What is needed here is an exact repetition of the records below, beginning at the line that has "a running node." and stopping after the line that has "pub fn cancel_callback(&self, key: &CallbackKey)".
*** TASK DATA ***
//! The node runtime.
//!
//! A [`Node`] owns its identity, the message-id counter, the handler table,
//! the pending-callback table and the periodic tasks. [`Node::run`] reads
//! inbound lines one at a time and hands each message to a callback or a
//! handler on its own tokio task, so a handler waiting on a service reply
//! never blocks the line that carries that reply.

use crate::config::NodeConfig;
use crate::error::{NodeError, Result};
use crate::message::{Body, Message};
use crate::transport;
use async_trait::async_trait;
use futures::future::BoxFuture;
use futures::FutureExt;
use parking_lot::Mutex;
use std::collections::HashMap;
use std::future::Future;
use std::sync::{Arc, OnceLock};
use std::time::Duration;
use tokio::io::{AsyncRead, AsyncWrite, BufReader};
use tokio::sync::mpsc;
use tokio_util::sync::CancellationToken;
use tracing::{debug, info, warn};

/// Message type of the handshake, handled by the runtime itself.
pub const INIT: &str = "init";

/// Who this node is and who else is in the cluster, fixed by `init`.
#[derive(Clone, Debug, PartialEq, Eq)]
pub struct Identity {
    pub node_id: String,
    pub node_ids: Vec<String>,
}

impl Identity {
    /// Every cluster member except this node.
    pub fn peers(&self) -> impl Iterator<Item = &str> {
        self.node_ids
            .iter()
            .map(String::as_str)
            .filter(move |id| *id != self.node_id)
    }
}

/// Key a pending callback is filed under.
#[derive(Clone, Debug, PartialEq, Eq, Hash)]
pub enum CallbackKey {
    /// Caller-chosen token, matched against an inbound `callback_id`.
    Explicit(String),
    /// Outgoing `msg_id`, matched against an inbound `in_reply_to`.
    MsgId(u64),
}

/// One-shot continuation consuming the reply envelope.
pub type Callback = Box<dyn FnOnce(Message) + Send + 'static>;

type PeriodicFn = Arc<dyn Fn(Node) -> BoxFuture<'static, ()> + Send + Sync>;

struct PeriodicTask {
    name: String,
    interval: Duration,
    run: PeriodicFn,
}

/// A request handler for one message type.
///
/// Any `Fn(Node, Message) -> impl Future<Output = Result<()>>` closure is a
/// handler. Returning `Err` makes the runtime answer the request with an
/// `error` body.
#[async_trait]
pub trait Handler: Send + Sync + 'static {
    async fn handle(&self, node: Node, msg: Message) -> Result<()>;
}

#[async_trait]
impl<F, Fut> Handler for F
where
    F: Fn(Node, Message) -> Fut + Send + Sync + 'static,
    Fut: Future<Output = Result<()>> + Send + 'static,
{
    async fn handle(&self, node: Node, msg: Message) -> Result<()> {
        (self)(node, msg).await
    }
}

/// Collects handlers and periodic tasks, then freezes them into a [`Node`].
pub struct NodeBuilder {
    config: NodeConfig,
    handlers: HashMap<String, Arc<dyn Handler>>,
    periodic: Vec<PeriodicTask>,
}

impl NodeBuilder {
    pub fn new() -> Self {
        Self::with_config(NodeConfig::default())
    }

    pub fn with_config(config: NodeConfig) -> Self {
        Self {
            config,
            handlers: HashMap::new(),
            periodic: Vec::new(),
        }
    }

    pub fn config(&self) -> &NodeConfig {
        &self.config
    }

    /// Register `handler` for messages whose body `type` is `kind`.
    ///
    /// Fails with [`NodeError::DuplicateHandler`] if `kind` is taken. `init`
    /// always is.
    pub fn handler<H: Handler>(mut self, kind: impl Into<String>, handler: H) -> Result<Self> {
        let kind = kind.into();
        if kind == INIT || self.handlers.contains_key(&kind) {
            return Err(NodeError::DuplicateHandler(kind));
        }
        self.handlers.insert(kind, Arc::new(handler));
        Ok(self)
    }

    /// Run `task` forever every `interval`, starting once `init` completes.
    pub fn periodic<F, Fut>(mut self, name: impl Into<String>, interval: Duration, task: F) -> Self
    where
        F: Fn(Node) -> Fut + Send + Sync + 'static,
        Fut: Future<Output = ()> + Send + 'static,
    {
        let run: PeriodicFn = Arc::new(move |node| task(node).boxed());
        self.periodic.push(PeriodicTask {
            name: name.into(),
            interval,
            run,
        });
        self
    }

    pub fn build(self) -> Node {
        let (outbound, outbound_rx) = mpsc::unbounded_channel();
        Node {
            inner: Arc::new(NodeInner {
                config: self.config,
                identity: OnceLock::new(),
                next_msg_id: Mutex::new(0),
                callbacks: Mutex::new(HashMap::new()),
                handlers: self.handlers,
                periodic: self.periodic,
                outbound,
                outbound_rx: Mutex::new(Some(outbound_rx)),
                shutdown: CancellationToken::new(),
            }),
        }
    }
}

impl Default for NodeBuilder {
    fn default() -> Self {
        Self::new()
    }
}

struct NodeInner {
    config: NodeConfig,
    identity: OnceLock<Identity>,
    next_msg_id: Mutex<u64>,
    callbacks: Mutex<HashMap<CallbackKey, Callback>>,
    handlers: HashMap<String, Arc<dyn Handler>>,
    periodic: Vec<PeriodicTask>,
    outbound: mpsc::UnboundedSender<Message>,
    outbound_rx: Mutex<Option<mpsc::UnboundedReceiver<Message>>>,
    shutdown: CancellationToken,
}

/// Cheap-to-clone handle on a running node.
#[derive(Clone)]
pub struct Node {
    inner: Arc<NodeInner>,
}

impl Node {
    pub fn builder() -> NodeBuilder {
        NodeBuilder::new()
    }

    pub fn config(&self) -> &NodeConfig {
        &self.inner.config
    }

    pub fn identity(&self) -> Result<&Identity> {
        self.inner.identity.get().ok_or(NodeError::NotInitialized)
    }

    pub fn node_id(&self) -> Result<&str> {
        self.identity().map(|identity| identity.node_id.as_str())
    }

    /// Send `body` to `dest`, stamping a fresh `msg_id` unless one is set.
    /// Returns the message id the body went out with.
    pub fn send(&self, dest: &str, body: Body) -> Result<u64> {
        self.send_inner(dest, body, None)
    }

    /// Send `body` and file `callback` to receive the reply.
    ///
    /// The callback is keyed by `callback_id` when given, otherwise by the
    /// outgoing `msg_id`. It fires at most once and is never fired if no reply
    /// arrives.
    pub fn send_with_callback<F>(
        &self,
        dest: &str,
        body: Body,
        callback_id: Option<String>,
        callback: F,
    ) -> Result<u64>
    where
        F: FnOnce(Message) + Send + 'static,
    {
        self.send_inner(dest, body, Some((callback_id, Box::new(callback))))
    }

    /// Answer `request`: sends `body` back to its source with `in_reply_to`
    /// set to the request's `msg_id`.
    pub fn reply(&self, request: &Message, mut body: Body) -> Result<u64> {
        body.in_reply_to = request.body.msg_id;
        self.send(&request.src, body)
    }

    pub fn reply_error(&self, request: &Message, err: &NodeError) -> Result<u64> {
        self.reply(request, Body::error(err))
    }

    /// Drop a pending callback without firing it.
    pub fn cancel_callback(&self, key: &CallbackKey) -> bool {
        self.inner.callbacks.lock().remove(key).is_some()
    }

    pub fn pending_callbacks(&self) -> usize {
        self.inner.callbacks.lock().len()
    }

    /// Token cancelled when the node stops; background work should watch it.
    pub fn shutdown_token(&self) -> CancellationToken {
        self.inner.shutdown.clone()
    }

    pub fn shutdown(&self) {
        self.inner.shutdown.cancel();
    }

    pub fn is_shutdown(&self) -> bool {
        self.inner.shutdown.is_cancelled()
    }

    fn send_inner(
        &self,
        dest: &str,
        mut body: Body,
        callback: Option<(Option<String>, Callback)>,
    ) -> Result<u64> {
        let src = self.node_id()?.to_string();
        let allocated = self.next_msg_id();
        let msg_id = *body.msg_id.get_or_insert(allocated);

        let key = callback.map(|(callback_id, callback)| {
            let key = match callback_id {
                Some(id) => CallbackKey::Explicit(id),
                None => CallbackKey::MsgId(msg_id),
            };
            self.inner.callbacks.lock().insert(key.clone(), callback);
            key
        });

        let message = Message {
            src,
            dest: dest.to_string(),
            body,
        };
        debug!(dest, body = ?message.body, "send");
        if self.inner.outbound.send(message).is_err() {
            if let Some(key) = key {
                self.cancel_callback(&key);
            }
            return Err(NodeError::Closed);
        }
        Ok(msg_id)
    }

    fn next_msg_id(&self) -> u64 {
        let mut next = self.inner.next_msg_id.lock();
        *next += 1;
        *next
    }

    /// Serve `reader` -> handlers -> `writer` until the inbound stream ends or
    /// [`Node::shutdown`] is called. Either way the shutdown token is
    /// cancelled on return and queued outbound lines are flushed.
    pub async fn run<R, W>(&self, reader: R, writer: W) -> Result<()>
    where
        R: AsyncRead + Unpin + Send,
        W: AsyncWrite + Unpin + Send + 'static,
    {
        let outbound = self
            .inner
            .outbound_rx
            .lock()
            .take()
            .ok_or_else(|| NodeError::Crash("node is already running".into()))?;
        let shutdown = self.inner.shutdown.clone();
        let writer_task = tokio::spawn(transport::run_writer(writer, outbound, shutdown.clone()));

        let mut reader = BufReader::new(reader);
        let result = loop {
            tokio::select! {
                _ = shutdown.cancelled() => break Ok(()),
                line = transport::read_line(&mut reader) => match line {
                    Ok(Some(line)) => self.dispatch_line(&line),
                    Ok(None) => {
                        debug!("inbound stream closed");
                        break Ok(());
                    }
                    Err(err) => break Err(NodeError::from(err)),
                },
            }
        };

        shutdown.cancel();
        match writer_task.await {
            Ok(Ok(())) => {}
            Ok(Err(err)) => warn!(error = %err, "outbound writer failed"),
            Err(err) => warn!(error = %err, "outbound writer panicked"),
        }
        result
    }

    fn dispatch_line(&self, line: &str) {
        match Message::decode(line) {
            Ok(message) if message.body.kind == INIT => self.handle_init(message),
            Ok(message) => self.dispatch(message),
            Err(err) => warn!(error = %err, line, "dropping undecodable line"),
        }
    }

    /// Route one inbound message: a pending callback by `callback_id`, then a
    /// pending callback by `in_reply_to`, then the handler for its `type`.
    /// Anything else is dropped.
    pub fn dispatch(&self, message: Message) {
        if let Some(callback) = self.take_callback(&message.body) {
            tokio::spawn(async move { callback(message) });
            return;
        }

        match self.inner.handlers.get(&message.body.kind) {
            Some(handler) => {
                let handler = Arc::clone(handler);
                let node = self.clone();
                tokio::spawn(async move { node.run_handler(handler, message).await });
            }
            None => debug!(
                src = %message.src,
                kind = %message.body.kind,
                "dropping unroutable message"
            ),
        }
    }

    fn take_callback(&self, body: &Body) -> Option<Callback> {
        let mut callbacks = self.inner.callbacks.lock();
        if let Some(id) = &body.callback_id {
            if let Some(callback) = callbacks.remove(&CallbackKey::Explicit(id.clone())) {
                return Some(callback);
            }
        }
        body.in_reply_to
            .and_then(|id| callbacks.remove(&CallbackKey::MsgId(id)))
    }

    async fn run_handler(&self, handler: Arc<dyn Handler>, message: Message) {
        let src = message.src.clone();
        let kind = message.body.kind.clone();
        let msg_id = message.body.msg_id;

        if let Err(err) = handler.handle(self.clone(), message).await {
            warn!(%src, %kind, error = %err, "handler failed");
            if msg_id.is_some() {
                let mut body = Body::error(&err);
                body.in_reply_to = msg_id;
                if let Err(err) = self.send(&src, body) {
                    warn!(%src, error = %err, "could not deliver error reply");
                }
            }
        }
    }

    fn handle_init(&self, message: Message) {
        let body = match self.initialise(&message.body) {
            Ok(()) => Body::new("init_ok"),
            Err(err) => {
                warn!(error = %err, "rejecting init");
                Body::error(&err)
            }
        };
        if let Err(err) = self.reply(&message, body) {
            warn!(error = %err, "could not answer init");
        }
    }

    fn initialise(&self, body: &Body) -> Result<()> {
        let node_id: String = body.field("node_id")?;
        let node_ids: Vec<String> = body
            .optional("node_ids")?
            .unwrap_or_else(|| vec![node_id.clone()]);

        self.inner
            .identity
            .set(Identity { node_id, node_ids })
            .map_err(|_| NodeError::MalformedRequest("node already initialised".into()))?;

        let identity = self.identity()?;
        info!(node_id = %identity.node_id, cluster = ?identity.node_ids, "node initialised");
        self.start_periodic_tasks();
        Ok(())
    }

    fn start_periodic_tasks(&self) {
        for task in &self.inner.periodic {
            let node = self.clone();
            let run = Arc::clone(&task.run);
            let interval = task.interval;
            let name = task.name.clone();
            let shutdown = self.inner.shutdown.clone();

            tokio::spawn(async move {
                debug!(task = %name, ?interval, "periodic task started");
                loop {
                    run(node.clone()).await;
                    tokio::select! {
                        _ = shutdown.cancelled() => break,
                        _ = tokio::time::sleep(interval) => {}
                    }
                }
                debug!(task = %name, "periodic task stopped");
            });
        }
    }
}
***
WRITTEN SOLUTION:
/// Cheap-to-clone handle on a running node.
#[derive(Clone)]
pub struct Node {
    inner: Arc<NodeInner>,
}

impl Node {
    pub fn builder() -> NodeBuilder {
        NodeBuilder::new()
    }

    pub fn config(&self) -> &NodeConfig {
        &self.inner.config
    }

    pub fn identity(&self) -> Result<&Identity> {
        self.inner.identity.get().ok_or(NodeError::NotInitialized)
    }

    pub fn node_id(&self) -> Result<&str> {
        self.identity().map(|identity| identity.node_id.as_str())
    }

    /// Send `body` to `dest`, stamping a fresh `msg_id` unless one is set.
    /// Returns the message id the body went out with.
    pub fn send(&self, dest: &str, body: Body) -> Result<u64> {
        self.send_inner(dest, body, None)
    }

    /// Send `body` and file `callback` to receive the reply.
    ///
    /// The callback is keyed by `callback_id` when given, otherwise by the
    /// outgoing `msg_id`. It fires at most once and is never fired if no reply
    /// arrives.
    pub fn send_with_callback<F>(
        &self,
        dest: &str,
        body: Body,
        callback_id: Option<String>,
        callback: F,
    ) -> Result<u64>
    where
        F: FnOnce(Message) + Send + 'static,
    {
        self.send_inner(dest, body, Some((callback_id, Box::new(callback))))
    }

    /// Answer `request`: sends `body` back to its source with `in_reply_to`
    /// set to the request's `msg_id`.
    pub fn reply(&self, request: &Message, mut body: Body) -> Result<u64> {
        body.in_reply_to = request.body.msg_id;
        self.send(&request.src, body)
    }

    pub fn reply_error(&self, request: &Message, err: &NodeError) -> Result<u64> {
        self.reply(request, Body::error(err))
    }

    /// Drop a pending callback without firing it.
    pub fn cancel_callback(&self, key: &CallbackKey) -> bool {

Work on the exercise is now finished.